━━━━━ Input for this task

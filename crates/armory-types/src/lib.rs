//! Core types for the armory catalog access layer.
//!
//! This crate holds the vocabulary shared by the permission evaluator and
//! its callers. It has no decision logic.
//!
//! # Crate Architecture
//!
//! ```text
//! armory-types  (Identity, Role, EntityType, Action, Scope, EntityRef)  ◄── HERE
//!     ↑
//! armory-auth   (PolicyTable, Capabilities, Evaluator, advisor)
//!     ↑
//! presentation layer / API handlers (callers)
//! ```
//!
//! # Closed Vocabularies
//!
//! Roles, entity types, actions, and scopes are closed enums. Adding a
//! variant forces every exhaustive `match` over it, including the builtin
//! policy table, to be revisited at compile time.
//!
//! # Example
//!
//! ```
//! use armory_types::{Action, Actor, EntityRef, EntityType, Role, Scope};
//!
//! let actor = Actor::new("u1", Role::Member);
//! let item = EntityRef::owned("item-7", "u1");
//!
//! assert!(actor.role.at_least(Role::Member));
//! assert_eq!(item.owner(), Some(&actor.id));
//! assert_eq!(EntityType::parse("item"), Some(EntityType::Item));
//! assert_eq!(Action::Manage.expand().len(), 4);
//! assert_eq!(Scope::parse("own"), Some(Scope::Own));
//! ```

mod action;
mod actor;
mod construct;
mod entity;
mod error;
mod id;
mod role;

pub use action::{Action, Scope};
pub use actor::Actor;
pub use construct::TryNew;
pub use entity::{EntityError, EntityRef, EntityType, Ownable};
pub use error::{assert_error_code, assert_error_codes, ErrorCode};
pub use id::{EntityId, Identity};
pub use role::Role;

━━━━━━━━━━

§ Instructions for the task
Taking the material above, extract exactly and only the lines from the line with "at compile time." to the line with "pub use construct::TryNew;", inclusive of both.

§ Solution for this task
//! policy table, to be revisited at compile time.
//!
//! # Example
//!
//! ```
//! use armory_types::{Action, Actor, EntityRef, EntityType, Role, Scope};
//!
//! let actor = Actor::new("u1", Role::Member);
//! let item = EntityRef::owned("item-7", "u1");
//!
//! assert!(actor.role.at_least(Role::Member));
//! assert_eq!(item.owner(), Some(&actor.id));
//! assert_eq!(EntityType::parse("item"), Some(EntityType::Item));
//! assert_eq!(Action::Manage.expand().len(), 4);
//! assert_eq!(Scope::parse("own"), Some(Scope::Own));
//! ```

mod action;
mod actor;
mod construct;
mod entity;
mod error;
mod id;
mod role;

pub use action::{Action, Scope};
pub use actor::Actor;
pub use construct::TryNew;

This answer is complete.